Metadata-Version: 2.1
Name: digitallab
Version: 1.3.0.2
Summary: digitallab is a python package for conducting large-scale computational experiments.
Home-page: https://gitlab.com/Dnis/dlab
Author: Dennis Kreber
Author-email: dnis.kk@gmail.com
License: UNKNOWN
Platform: UNKNOWN
Classifier: Programming Language :: Python :: 3
Classifier: License :: OSI Approved :: MIT License
Classifier: Operating System :: OS Independent
Requires-Python: >=3.6
Description-Content-Type: text/markdown
Requires-Dist: numpy
Requires-Dist: pandas
Requires-Dist: tqdm
Requires-Dist: pymongo
Requires-Dist: sacred
Requires-Dist: seaborn
Requires-Dist: matplotlib
Requires-Dist: tables

# Digital Lab (digitallab)
## Introduction
dlab is a python package for conducting large-scale computational experiments. The underlying framework
is based on the module [sacred](https://sacred.readthedocs.io/en/stable/). It extends its functionality by
allowing batches of experiments, repetitions of experiments with different seeds, and parallel execution
of experiments.
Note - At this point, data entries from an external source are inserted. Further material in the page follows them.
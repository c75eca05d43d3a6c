//! Human-effort estimation.
//!
//! Two independent views of how long the measured output would take a human
//! contributor (by line volume and by flat per-file cost), compared against
//! the measured wall-clock span of the history.

use gitpace_core::{EstimationConfig, FileCategory, Session};
use serde::{Deserialize, Serialize};

use crate::aggregate::AggregateStatistics;

const TESTING_SHARE: f64 = 0.3;
const PLANNING_SHARE: f64 = 0.2;
const DOCUMENTATION_SHARE: f64 = 0.15;
const REVIEW_SHARE: f64 = 0.15;

/// Complete estimate for one run. Values are unrounded.
#[derive(Debug, Clone, PartialEq, Serialize, Deserialize)]
#[serde(rename_all = "camelCase")]
pub struct EffortEstimate {
    pub line_based: ScenarioDays,
    pub file_based: FileBasedEstimate,
    pub actual: ActualEffort,
    /// Average-scenario days over actual days; `None` when actual days is 0.
    pub efficiency_multiplier: Option<f64>,
    /// Average-scenario days minus actual days.
    pub time_saved_days: f64,
    pub velocity: Velocity,
}

/// Line-based day counts per scenario, overhead included.
#[derive(Debug, Clone, Copy, Default, PartialEq, Serialize, Deserialize)]
#[serde(rename_all = "camelCase")]
pub struct ScenarioDays {
    pub conservative: f64,
    pub average: f64,
    pub optimistic: f64,
}

/// Flat per-file cost model.
#[derive(Debug, Clone, PartialEq, Serialize, Deserialize)]
#[serde(rename_all = "camelCase")]
pub struct FileBasedEstimate {
    pub script_files: u64,
    pub configuration_files: u64,
    pub other_files: u64,
    /// Sum of per-file hours before the overhead multiplier.
    pub base_hours: f64,
    /// `base_hours` times the overhead multiplier.
    pub scaled_hours: f64,
    pub days: f64,
    /// Breakdown of `base_hours`; shares do not sum to one.
    pub phases: PhaseHours,
}

#[derive(Debug, Clone, Copy, Default, PartialEq, Serialize, Deserialize)]
#[serde(rename_all = "camelCase")]
pub struct PhaseHours {
    pub development: f64,
    pub testing: f64,
    pub planning: f64,
    pub documentation: f64,
    pub review: f64,
}

impl PhaseHours {
    fn from_base(hours: f64) -> Self {
        Self {
            development: hours,
            testing: hours * TESTING_SHARE,
            planning: hours * PLANNING_SHARE,
            documentation: hours * DOCUMENTATION_SHARE,
            review: hours * REVIEW_SHARE,
        }
    }
}

/// Measured effort.
#[derive(Debug, Clone, PartialEq, Serialize, Deserialize)]
#[serde(rename_all = "camelCase")]
pub struct ActualEffort {
    /// Time span in days, raised to the configured floor.
    pub days: f64,
    /// Unfloored time span in hours.
    pub hours: f64,
    /// Sum of session durations in hours.
    pub active_hours: f64,
    pub sessions: usize,
}

/// Output per day at one pace.
#[derive(Debug, Clone, Copy, PartialEq, Serialize, Deserialize)]
#[serde(rename_all = "camelCase")]
pub struct PaceRates {
    pub lines_per_day: f64,
    pub files_per_day: f64,
    pub commits_per_day: f64,
}

impl PaceRates {
    fn over(stats: &AggregateStatistics, days: f64) -> Option<Self> {
        if days <= 0.0 {
            return None;
        }
        Some(Self {
            lines_per_day: stats.totals.lines as f64 / days,
            files_per_day: stats.totals.files as f64 / days,
            commits_per_day: stats.totals.commits as f64 / days,
        })
    }
}

/// Measured pace against the average-scenario human pace.
#[derive(Debug, Clone, PartialEq, Serialize, Deserialize)]
#[serde(rename_all = "camelCase")]
pub struct Velocity {
    pub actual: Option<PaceRates>,
    pub human: Option<PaceRates>,
}

/// Days for `lines` at `rate` lines/day, scaled by `overhead`.
///
/// A non-positive rate yields 0.
///
/// # Examples
///
/// ```
/// use gitpace_effort::estimate::line_days;
///
/// assert!((line_days(4000, 125.0, 1.8) - 57.6).abs() < 1e-9);
/// assert_eq!(line_days(4000, 0.0, 1.8), 0.0);
/// ```
pub fn line_days(lines: u64, rate: f64, overhead: f64) -> f64 {
    if rate > 0.0 {
        lines as f64 / rate * overhead
    } else {
        0.0
    }
}

/// Estimate human effort for the analysed repository.
///
/// Deterministic: identical inputs give identical output.
///
/// # Examples
///
/// ```
/// use gitpace_core::EstimationConfig;
/// use gitpace_effort::aggregate::AggregateStatistics;
/// use gitpace_effort::estimate::estimate_effort;
///
/// let mut stats = AggregateStatistics::default();
/// stats.totals.lines = 4000;
///
/// let estimate = estimate_effort(&stats, &[], &EstimationConfig::default());
/// assert_eq!(estimate.actual.days, 0.5);
/// let multiplier = estimate.efficiency_multiplier.unwrap();
/// assert!((multiplier - 115.2).abs() < 1e-9);
/// ```
pub fn estimate_effort(
    stats: &AggregateStatistics,
    sessions: &[Session],
    config: &EstimationConfig,
) -> EffortEstimate {
    let overhead = config.overhead_multiplier;
    let lines = stats.totals.lines;

    let line_based = ScenarioDays {
        conservative: line_days(lines, config.scenarios.conservative, overhead),
        average: line_days(lines, config.scenarios.average, overhead),
        optimistic: line_days(lines, config.scenarios.optimistic, overhead),
    };

    let file_based = file_estimate(stats, config);

    let span = &stats.time_span;
    let actual = ActualEffort {
        days: span.days.max(config.min_actual_days),
        hours: span.hours,
        active_hours: sessions.iter().map(Session::duration_hours).sum(),
        sessions: sessions.len(),
    };

    let efficiency_multiplier = if actual.days == 0.0 {
        None
    } else {
        Some(line_based.average / actual.days)
    };

    EffortEstimate {
        time_saved_days: line_based.average - actual.days,
        velocity: Velocity {
            actual: PaceRates::over(stats, actual.days),
            human: PaceRates::over(stats, line_based.average),
        },
        line_based,
        file_based,
        actual,
        efficiency_multiplier,
    }
}

fn file_estimate(stats: &AggregateStatistics, config: &EstimationConfig) -> FileBasedEstimate {
    let model = &config.file_hours;
    let counts = &stats.categories;
    let base_hours = [
        FileCategory::Script,
        FileCategory::Configuration,
        FileCategory::Other,
    ]
    .into_iter()
    .map(|category| counts.get(category) as f64 * model.hours_for(category))
    .sum::<f64>();

    let days = if config.hours_per_workday > 0.0 {
        base_hours / config.hours_per_workday * config.overhead_multiplier
    } else {
        0.0
    };

    FileBasedEstimate {
        script_files: counts.script,
        configuration_files: counts.configuration,
        other_files: counts.other,
        base_hours,
        scaled_hours: base_hours * config.overhead_multiplier,
        days,
        phases: PhaseHours::from_base(base_hours),
    }
}
//! History queries answered in-process through libgit2.
//!
//! Produces the same text shapes as the `git` CLI so both backends feed the
//! same parsers.

use std::path::{Path, PathBuf};

use git2::{
    Commit, Diff, DiffOptions, DiffStatsFormat, ObjectType, Oid, Patch, Repository, Sort,
    Tree, TreeWalkMode, TreeWalkResult,
};
use gitpace_core::GitpaceError;

use crate::gateway::{HistoryQuery, QueryFailure, QueryKind, QueryOutput};

/// [`HistoryQuery`] backed by `git2`.
///
/// Each query opens its own `Repository` handle, so the gateway can be
/// shared across worker threads.
///
/// # Examples
///
/// ```no_run
/// use std::path::Path;
/// use gitpace_history::gateway::HistoryQuery;
/// use gitpace_history::libgit::Git2Gateway;
///
/// let gateway = Git2Gateway::open(Path::new(".")).unwrap();
/// println!("{}", gateway.commit_log().text());
/// ```
#[derive(Debug, Clone)]
pub struct Git2Gateway {
    root: PathBuf,
}

impl Git2Gateway {
    /// Discover the repository containing `path`.
    ///
    /// # Errors
    ///
    /// Returns [`GitpaceError::Git`] if no repository is found.
    pub fn open(path: &Path) -> Result<Self, GitpaceError> {
        let repo = Repository::discover(path)
            .map_err(|e| GitpaceError::Git(format!("failed to open repository: {e}")))?;
        let root = repo
            .workdir()
            .map(Path::to_path_buf)
            .unwrap_or_else(|| repo.path().to_path_buf());
        Ok(Self { root })
    }

    /// Working-tree root of the repository.
    pub fn root(&self) -> &Path {
        &self.root
    }

    fn repo(&self) -> Result<Repository, git2::Error> {
        Repository::open(&self.root)
    }

    fn run(
        &self,
        kind: QueryKind,
        subject: Option<&str>,
        query: impl FnOnce(&Repository) -> Result<String, git2::Error>,
    ) -> QueryOutput {
        match self.repo().and_then(|repo| query(&repo)) {
            Ok(text) => QueryOutput::from_text(text),
            Err(e) => QueryOutput::Failed(QueryFailure::new(kind, subject, e.message())),
        }
    }
}

impl HistoryQuery for Git2Gateway {
    fn commit_log(&self) -> QueryOutput {
        self.run(QueryKind::CommitLog, None, |repo| {
            let mut out = String::new();
            for commit in walk_head(repo)? {
                let author = commit.author();
                out.push_str(&format!(
                    "{}|{}|{}|{}|{}\n",
                    commit.id(),
                    author.name().unwrap_or("unknown"),
                    author.email().unwrap_or("unknown"),
                    author.when().seconds(),
                    commit.summary().unwrap_or(""),
                ));
            }
            Ok(out)
        })
    }

    fn commit_summary(&self, hash: &str) -> QueryOutput {
        self.run(QueryKind::CommitSummary, Some(hash), |repo| {
            let commit = repo.find_commit(Oid::from_str(hash)?)?;
            let diff = diff_first_parent(repo, &commit, &mut DiffOptions::new())?;
            let buf = diff.stats()?.to_buf(DiffStatsFormat::SHORT, 80)?;
            Ok(buf.as_str().unwrap_or_default().to_string())
        })
    }

    fn commit_numstat(&self, hash: &str) -> QueryOutput {
        self.run(QueryKind::CommitNumstat, Some(hash), |repo| {
            let commit = repo.find_commit(Oid::from_str(hash)?)?;
            let diff = diff_first_parent(repo, &commit, &mut DiffOptions::new())?;

            let mut out = String::new();
            for (idx, delta) in diff.deltas().enumerate() {
                let path = delta
                    .new_file()
                    .path()
                    .or_else(|| delta.old_file().path())
                    .map(|p| p.to_string_lossy().into_owned())
                    .unwrap_or_default();

                // libgit2 yields no patch for binary content; report it the way
                // `git show --numstat` does.
                match Patch::from_diff(&diff, idx)? {
                    Some(patch) if !patch.delta().flags().is_binary() => {
                        let (_, added, deleted) = patch.line_stats()?;
                        out.push_str(&format!("{added}\t{deleted}\t{path}\n"));
                    }
                    _ => out.push_str(&format!("-\t-\t{path}\n")),
                }
            }
            Ok(out)
        })
    }

    fn tracked_files(&self) -> QueryOutput {
        self.run(QueryKind::TrackedFiles, None, |repo| {
            if repo.is_empty()? {
                return Ok(String::new());
            }
            let tree = repo.head()?.peel_to_tree()?;
            let mut out = String::new();
            tree.walk(TreeWalkMode::PreOrder, |dir, entry| {
                if entry.kind() == Some(ObjectType::Blob) {
                    if let Some(name) = entry.name() {
                        out.push_str(dir);
                        out.push_str(name);
                        out.push('\n');
                    }
                }
                TreeWalkResult::Ok
            })?;
            Ok(out)
        })
    }

    fn file_log(&self, path: &str) -> QueryOutput {
        self.run(QueryKind::FileLog, Some(path), |repo| {
            let mut out = String::new();
            for commit in walk_head(repo)? {
                if !touches_path(&commit, Path::new(path))? {
                    continue;
                }
                let author = commit.author();
                out.push_str(&format!(
                    "{}|{}|{}\n",
                    commit.id(),
                    author.when().seconds(),
                    author.name().unwrap_or("unknown"),
                ));
            }
            Ok(out)
        })
    }
}

/// Commits reachable from HEAD, newest first. An unborn HEAD has no commits.
fn walk_head(repo: &Repository) -> Result<Vec<Commit<'_>>, git2::Error> {
    if repo.is_empty()? {
        return Ok(Vec::new());
    }
    let mut revwalk = repo.revwalk()?;
    revwalk.set_sorting(Sort::TIME)?;
    revwalk.push_head()?;

    let mut commits = Vec::new();
    for oid in revwalk {
        commits.push(repo.find_commit(oid?)?);
    }
    Ok(commits)
}

/// Whether `commit` changed the entry at `path`.
///
/// A commit is skipped when the entry matches any of its parents, so a merge
/// that only brings in a side branch's version is not a touch.
fn touches_path(commit: &Commit<'_>, path: &Path) -> Result<bool, git2::Error> {
    let entry = |tree: &Tree<'_>| {
        tree.get_path(path)
            .ok()
            .map(|entry| (entry.id(), entry.filemode()))
    };
    let current = entry(&commit.tree()?);
    if commit.parent_count() == 0 {
        return Ok(current.is_some());
    }
    for parent in commit.parents() {
        if entry(&parent.tree()?) == current {
            return Ok(false);
        }
    }
    Ok(true)
}

fn diff_first_parent<'r>(
    repo: &'r Repository,
    commit: &Commit<'_>,
    opts: &mut DiffOptions,
) -> Result<Diff<'r>, git2::Error> {
    let tree = commit.tree()?;
    let parent_tree = if commit.parent_count() > 0 {
        Some(commit.parent(0)?.tree()?)
    } else {
        None
    };
    repo.diff_tree_to_tree(parent_tree.as_ref(), Some(&tree), Some(opts))
}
Furthermore, it provides tools to evaluate the experiments via plots or tables.

## Dependencies
### Python packages:
* numpy
* pymongo
* tqdm
* sacred
* pandas
* seaborn
* matplotlib
* pytables

### Other:
- MongoDB server

## Installation
### Via pip
Run

    pip install --user digitallab

### From source
Clone the project to your hard drive and run the command

    python3 setup.py install --user

in the project folder.

## Example
### Conducting experiments
Assume we want to compare the run times and quality of three methods (`fast`, `slow`, `special`). 
`fast` and `slow` are taking the same arguments while `special` requires an extra parameter. 
We have the following functions:

Generating input data:

    def generate_input_data_from_seed(size, seed):
        # do something...
        return input_data

The `fast` and `slow` method:

    def fast(input_data, time_limit):
        # do something and set the variables quality and run_time...
        ret = dict()
        ret["quality"] = quality
        ret["run_time"] = run_time
        return ret

    def slow(input_data, time_limit):
        # do something and set the variables quality and run_time...
        ret = dict()
        ret["quality"] = quality
        ret["run_time"] = run_time
        return ret

The `special` method:

    def special(input_data, special_parameter, time_limit):
        # do something and set the variables quality and run_time...
        ret = dict()
        ret["quality"] = quality
        ret["run_time"] = run_time
        return ret

Then we can run the experiments. We first have to setup the lab:

    from dlab.lab import Lab


    # URL to MongoDB
    mongodb_url = "localhost"

    # MongoDB data base name, here: experiments
    mongodb_db = "experiments"

    # create the lab
    lab = Lab("example", mongodb_url, mongodb_db)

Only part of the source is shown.